AIM OF THE TASK: Your response should consist of the full data, set down exactly.
▬▬▬
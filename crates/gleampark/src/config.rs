//! Configuration enumerations and the configuration-store capability.

use serde::{Deserialize, Serialize};

/// How a generated playground link is delivered.
#[derive(Debug, Clone, Copy, PartialEq, Eq, Default, Serialize, Deserialize)]
#[serde(rename_all = "camelCase")]
pub enum ShareMethod {
    /// Copy the link to the system clipboard.
    #[default]
    Clipboard,
    /// Open the link in the default browser.
    Browser,
    /// Copy to the clipboard and open in the browser.
    Both,
}

/// Where decoded playground code is inserted.
#[derive(Debug, Clone, Copy, PartialEq, Eq, Default, Serialize, Deserialize)]
#[serde(rename_all = "camelCase")]
pub enum PasteMethod {
    /// Always create a new untitled document.
    #[default]
    NewFile,
    /// Always append to the end of the active document.
    Append,
    /// Ask on every decode.
    Ask,
}

/// Configuration store injected into the commands.
pub trait ConfigStore {
    fn share_method(&self) -> ShareMethod;
    fn paste_method(&self) -> PasteMethod;
}
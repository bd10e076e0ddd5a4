//! Building, validating, and decoding playground share URLs.

use std::sync::OnceLock;

use gleampark_lz_string::{compress_to_base64, decompress_from_base64};
use regex::Regex;

use crate::payload::PlaygroundPayload;

/// Base URL of the Gleam playground.
pub const PLAYGROUND_BASE_URL: &str = "https://playground.gleam.run";

/// A share URL is the fixed scheme and host, an empty path, and a
/// fragment of one or more Base64 characters (standard alphabet plus the
/// URL-safe `-`/`_` substitutes).
const PLAYGROUND_URL_PATTERN: &str = r"^https://playground\.gleam\.run/#([A-Za-z0-9+/=_-]+)$";

fn playground_url_regex() -> &'static Regex {
    static RE: OnceLock<Regex> = OnceLock::new();
    RE.get_or_init(|| Regex::new(PLAYGROUND_URL_PATTERN).expect("pattern is a valid regex"))
}

/// Computes the URL fragment for a snippet: the current-version payload,
/// serialized to JSON and compressed to Base64.
///
/// Deterministic and total: every string, including the empty string,
/// produces a fragment.
pub fn compute_playground_hash(code: &str) -> String {
    let payload = PlaygroundPayload::new(code);
    let json =
        serde_json::to_string(&payload).expect("a payload struct always serializes to JSON");
    compress_to_base64(&json)
}

/// Builds a complete share URL for a snippet.
///
/// # Example
///
/// ```
/// use gleampark_playground::build_playground_url;
///
/// let url = build_playground_url("pub fn main() {}");
/// assert!(url.starts_with("https://playground.gleam.run/#"));
/// ```
pub fn build_playground_url(code: &str) -> String {
    format!("{}/#{}", PLAYGROUND_BASE_URL, compute_playground_hash(code))
}

/// True iff the candidate is exactly a playground share URL.
pub fn validate_playground_url(url: &str) -> bool {
    playground_url_regex().is_match(url)
}

/// Extracts the fragment from a share URL, or `None` when the candidate
/// does not match the URL rule.
pub fn extract_hash_from_url(url: &str) -> Option<&str> {
    playground_url_regex()
        .captures(url)
        .and_then(|captures| captures.get(1))
        .map(|fragment| fragment.as_str())
}

/// Decodes a URL fragment back into its payload.
///
/// Every failure mode collapses to `None`: fragments that do not
/// decompress, decompressed text that is not JSON, and JSON whose shape
/// is wrong (not an object, `version` not a number, `content` not a
/// string, either field missing). The `version` value itself is not
/// checked, only its type.
pub fn decode_playground_hash(hash: &str) -> Option<PlaygroundPayload> {
    let decompressed = decompress_from_base64(hash)?;
    serde_json::from_str(&decompressed).ok()
}
//! Editor integration for sharing Gleam snippets to the playground.
//!
//! The commands are written against capability traits ([`host`]) so any
//! editor host can drive them; the codec itself lives in
//! `gleampark-playground`.

pub mod commands;
pub mod config;
pub mod host;
pub mod settings;
pub mod terminal;

pub use commands::{decode_from_playground, share_to_playground};
pub use config::{ConfigStore, PasteMethod, ShareMethod};
pub use host::{
    EditorHost, EditorWorkspace, ExternalActions, HostError, InputPrompt, PasteTarget,
    UserInterface,
};
pub use settings::{Settings, SettingsError};
pub use terminal::TerminalHost;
▬▬▬
RESPONSE TO THE EXERCISE:
filename crates/gleampark/src/config.rs
//! Configuration enumerations and the configuration-store capability.

use serde::{Deserialize, Serialize};

/// How a generated playground link is delivered.
#[derive(Debug, Clone, Copy, PartialEq, Eq, Default, Serialize, Deserialize)]
#[serde(rename_all = "camelCase")]
pub enum ShareMethod {
    /// Copy the link to the system clipboard.
    #[default]
    Clipboard,
    /// Open the link in the default browser.
    Browser,
    /// Copy to the clipboard and open in the browser.
    Both,
}

/// Where decoded playground code is inserted.
#[derive(Debug, Clone, Copy, PartialEq, Eq, Default, Serialize, Deserialize)]
#[serde(rename_all = "camelCase")]
pub enum PasteMethod {
    /// Always create a new untitled document.
    #[default]
    NewFile,
    /// Always append to the end of the active document.
    Append,
    /// Ask on every decode.
    Ask,
}

/// Configuration store injected into the commands.
pub trait ConfigStore {
    fn share_method(&self) -> ShareMethod;
    fn paste_method(&self) -> PasteMethod;
}
repository bd10e076e0ddd5a4
//! Building, validating, and decoding playground share URLs.

use std::sync::OnceLock;

use gleampark_lz_string::{compress_to_base64, decompress_from_base64};
use regex::Regex;

use crate::payload::PlaygroundPayload;

/// Base URL of the Gleam playground.
pub const PLAYGROUND_BASE_URL: &str = "https://playground.gleam.run";

/// A share URL is the fixed scheme and host, an empty path, and a
/// fragment of one or more Base64 characters (standard alphabet plus the
/// URL-safe `-`/`_` substitutes).
const PLAYGROUND_URL_PATTERN: &str = r"^https://playground\.gleam\.run/#([A-Za-z0-9+/=_-]+)$";

fn playground_url_regex() -> &'static Regex {
    static RE: OnceLock<Regex> = OnceLock::new();
    RE.get_or_init(|| Regex::new(PLAYGROUND_URL_PATTERN).expect("pattern is a valid regex"))
}

/// Computes the URL fragment for a snippet: the current-version payload,
/// serialized to JSON and compressed to Base64.
///
/// Deterministic and total: every string, including the empty string,
/// produces a fragment.
pub fn compute_playground_hash(code: &str) -> String {
    let payload = PlaygroundPayload::new(code);
    let json =
        serde_json::to_string(&payload).expect("a payload struct always serializes to JSON");
    compress_to_base64(&json)
}

/// Builds a complete share URL for a snippet.
///
/// # Example
///
/// ```
/// use gleampark_playground::build_playground_url;
///
/// let url = build_playground_url("pub fn main() {}");
/// assert!(url.starts_with("https://playground.gleam.run/#"));
/// ```
pub fn build_playground_url(code: &str) -> String {
    format!("{}/#{}", PLAYGROUND_BASE_URL, compute_playground_hash(code))
}

/// True iff the candidate is exactly a playground share URL.
pub fn validate_playground_url(url: &str) -> bool {
    playground_url_regex().is_match(url)
}

/// Extracts the fragment from a share URL, or `None` when the candidate
/// does not match the URL rule.
pub fn extract_hash_from_url(url: &str) -> Option<&str> {
    playground_url_regex()
        .captures(url)
        .and_then(|captures| captures.get(1))
        .map(|fragment| fragment.as_str())
}

/// Decodes a URL fragment back into its payload.
///
/// Every failure mode collapses to `None`: fragments that do not
/// decompress, decompressed text that is not JSON, and JSON whose shape
/// is wrong (not an object, `version` not a number, `content` not a
/// string, either field missing). The `version` value itself is not
/// checked, only its type.
pub fn decode_playground_hash(hash: &str) -> Option<PlaygroundPayload> {
    let decompressed = decompress_from_base64(hash)?;
    serde_json::from_str(&decompressed).ok()
}
//! Editor integration for sharing Gleam snippets to the playground.
//!
//! The commands are written against capability traits ([`host`]) so any
//! editor host can drive them; the codec itself lives in
//! `gleampark-playground`.

pub mod commands;
pub mod config;
pub mod host;
pub mod settings;
pub mod terminal;

pub use commands::{decode_from_playground, share_to_playground};
pub use config::{ConfigStore, PasteMethod, ShareMethod};
pub use host::{
    EditorHost, EditorWorkspace, ExternalActions, HostError, InputPrompt, PasteTarget,
    UserInterface,
};
pub use settings::{Settings, SettingsError};
pub use terminal::TerminalHost;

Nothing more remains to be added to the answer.